Data entries:
□ □ □ □ □ □ □

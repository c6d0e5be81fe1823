//! Pipeline configuration
//!
//! Loaded from a JSON file in which every field is optional. Relative input
//! paths are resolved against `data_dir`.

use std::fs::File;
use std::io::{BufReader, Read};
use std::path::{Path, PathBuf};

use serde::{Deserialize, Serialize};

use crate::error::{IndexError, Result};
use crate::grading::{
    COMPOSITE_THRESHOLDS, GradeScale, GradeScales, HOUSING_THRESHOLDS, RAINFALL_THRESHOLDS, SEWER_THRESHOLDS,
    SOCIAL_THRESHOLDS,
};
use crate::indicators::loader::{DEFAULT_DATA_PATH, IndicatorSource, SourceFormat};
use crate::resolve::GlobalDefault;
use crate::scoring::WeightScheme;

/// Inner grade thresholds per indicator; 0 and 100 are implied
#[derive(Debug, Clone, PartialEq, Serialize, Deserialize)]
#[serde(default)]
pub struct GradeThresholds {
    pub housing: Vec<f64>,
    pub sewer: Vec<f64>,
    pub social: Vec<f64>,
    pub rainfall: Vec<f64>,
    pub composite: Vec<f64>,
}

impl Default for GradeThresholds {
    fn default() -> Self {
        Self {
            housing: HOUSING_THRESHOLDS.to_vec(),
            sewer: SEWER_THRESHOLDS.to_vec(),
            social: SOCIAL_THRESHOLDS.to_vec(),
            rainfall: RAINFALL_THRESHOLDS.to_vec(),
            composite: COMPOSITE_THRESHOLDS.to_vec(),
        }
    }
}

impl GradeThresholds {
    pub fn scales(&self) -> Result<GradeScales> {
        Ok(GradeScales {
            housing: GradeScale::from_thresholds(&self.housing)?,
            sewer: GradeScale::from_thresholds(&self.sewer)?,
            social: GradeScale::from_thresholds(&self.social)?,
            rainfall: GradeScale::from_thresholds(&self.rainfall)?,
            composite: GradeScale::from_thresholds(&self.composite)?,
        })
    }
}

/// Configuration for one batch run
#[derive(Debug, Clone, PartialEq, Serialize, Deserialize)]
#[serde(default)]
pub struct PipelineConfig {
    /// Base directory for relative input paths
    pub data_dir: PathBuf,

    pub housing: IndicatorSource,
    pub sewer: IndicatorSource,
    pub social: PathBuf,

    /// Omitted when the batch has no rainfall data
    pub rainfall: Option<PathBuf>,

    /// One GeoJSON FeatureCollection per province
    pub boundaries: Vec<PathBuf>,

    pub output_dir: PathBuf,

    pub weights: WeightScheme,
    pub grades: GradeThresholds,
    pub global_default: GlobalDefault,

    /// Rows per top-K ranking file
    pub top_k: usize,

    /// Resolve units on the rayon thread pool
    pub parallel: bool,
}

impl Default for PipelineConfig {
    fn default() -> Self {
        Self {
            data_dir: PathBuf::from(DEFAULT_DATA_PATH),
            housing: IndicatorSource {
                path: PathBuf::from("housing_vulnerability.csv"),
                format: SourceFormat::Index,
            },
            sewer: IndicatorSource {
                path: PathBuf::from("sewer_infrastructure.csv"),
                format: SourceFormat::Index,
            },
            social: PathBuf::from("social_vulnerability.csv"),
            rainfall: Some(PathBuf::from("rainfall_percentile.csv")),
            boundaries: vec![PathBuf::from("boundaries.geojson")],
            output_dir: PathBuf::from("output"),
            weights: WeightScheme::WithRainfall,
            grades: GradeThresholds::default(),
            global_default: GlobalDefault::default(),
            top_k: 10,
            parallel: false,
        }
    }
}

impl PipelineConfig {
    /// Load from a JSON file
    pub fn load(path: &Path) -> Result<Self> {
        let file = File::open(path).map_err(|e| IndexError::io(path, e))?;
        Self::from_reader(BufReader::new(file), path)
    }

    pub fn from_reader<R: Read>(reader: R, origin: &Path) -> Result<Self> {
        serde_json::from_reader(reader).map_err(|e| IndexError::json(origin, e))
    }

    /// Path with relative entries placed under `data_dir`
    pub fn input_path(&self, path: &Path) -> PathBuf {
        if path.is_absolute() {
            path.to_path_buf()
        } else {
            self.data_dir.join(path)
        }
    }

    pub fn housing_source(&self) -> IndicatorSource {
        IndicatorSource {
            path: self.input_path(&self.housing.path),
            format: self.housing.format,
        }
    }

    pub fn sewer_source(&self) -> IndicatorSource {
        IndicatorSource {
            path: self.input_path(&self.sewer.path),
            format: self.sewer.format,
        }
    }

    pub fn social_path(&self) -> PathBuf {
        self.input_path(&self.social)
    }

    /// Rainfall input to load; `None` when the weights ignore rainfall
    pub fn rainfall_path(&self) -> Option<PathBuf> {
        if !self.weights.uses_rainfall() {
            return None;
        }
        self.rainfall.as_deref().map(|p| self.input_path(p))
    }

    pub fn boundary_paths(&self) -> Vec<PathBuf> {
        self.boundaries.iter().map(|p| self.input_path(p)).collect()
    }

    /// Check everything that can be checked before any data is read
    pub fn validate(&self) -> Result<GradeScales> {
        self.weights.validate()?;
        let scales = self.grades.scales()?;

        if self.weights.uses_rainfall() && self.rainfall.is_none() {
            return Err(IndexError::Config(format!(
                "weight scheme '{}' needs rainfall data but no rainfall source is configured",
                self.weights.name()
            )));
        }
        if self.boundaries.is_empty() {
            return Err(IndexError::Config("no boundary files configured".to_string()));
        }
        if self.top_k == 0 {
            return Err(IndexError::Config("top_k must be at least 1".to_string()));
        }
        let default = self.global_default;
        if !(0.0..=100.0).contains(&default.value) || default.level == 0 {
            return Err(IndexError::Config(format!(
                "global default must be within 0-100 with a positive grade, got {:?}",
                default
            )));
        }

        Ok(scales)
    }
}

#[cfg(test)]
mod tests {
    use super::*;

    fn origin() -> &'static Path {
        Path::new("config.json")
    }

    #[test]
    fn test_default_config_is_valid() {
        let config = PipelineConfig::default();
        let scales = config.validate().unwrap();
        assert_eq!(scales, GradeScales::default());
        assert_eq!(config.social_path(), PathBuf::from("data/processed/social_vulnerability.csv"));
    }

    #[test]
    fn test_partial_json_keeps_defaults() {
        let json = r#"{
            "data_dir": "/srv/data",
            "weights": "without_rainfall",
            "rainfall": null,
            "sewer": {"path": "sewer_components.csv", "format": "components"},
            "grades": {"sewer": [30, 50, 70]},
            "top_k": 5
        }"#;
        let config = PipelineConfig::from_reader(json.as_bytes(), origin()).unwrap();
        assert_eq!(config.weights, WeightScheme::WithoutRainfall);
        assert_eq!(config.sewer_source().format, SourceFormat::Components);
        assert_eq!(config.sewer_source().path, PathBuf::from("/srv/data/sewer_components.csv"));
        assert_eq!(config.grades.housing, HOUSING_THRESHOLDS.to_vec());
        assert_eq!(config.top_k, 5);
        assert!(config.rainfall_path().is_none());

        let scales = config.validate().unwrap();
        assert_eq!(scales.sewer.classify(65.0).level, 3);
    }

    #[test]
    fn test_rainfall_path_skipped_without_rainfall_weight() {
        let mut config = PipelineConfig::default();
        assert!(config.rainfall_path().is_some());

        config.weights = WeightScheme::WithoutRainfall;
        assert!(config.rainfall.is_some());
        assert!(config.rainfall_path().is_none());
        assert!(config.validate().is_ok());
    }

    #[test]
        fn test_rainfall_weight_requires_source() {
        let config = PipelineConfig {
            rainfall: None,
            ..PipelineConfig::default()
        };
        assert!(matches!(config.validate(), Err(IndexError::Config(_))));
    }

    #[test]
    fn test_bad_weights_and_bins_rejected() {
        let config = PipelineConfig {
            weights: WeightScheme::Custom([0.5, 0.5, 0.5, 0.5]),
            ..PipelineConfig::default()
        };
        assert!(config.validate().is_err());

        let mut config = PipelineConfig::default();
        config.grades.social = vec![60.0, 20.0];
        assert!(config.validate().is_err());
    }

    #[test]
    fn test_malformed_json_reports_origin() {
        let err = PipelineConfig::from_reader("{ not json".as_bytes(), origin()).unwrap_err();
        assert!(err.to_string().contains("config.json"));
    }
}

□ □ □ □ □ □ □

TO DO »
Would you copy out every line in the records that includes the string "configured"?

RESULT OF THIS EXERCISE »
                "weight scheme '{}' needs rainfall data but no rainfall source is configured",
            return Err(IndexError::Config("no boundary files configured".to_string()));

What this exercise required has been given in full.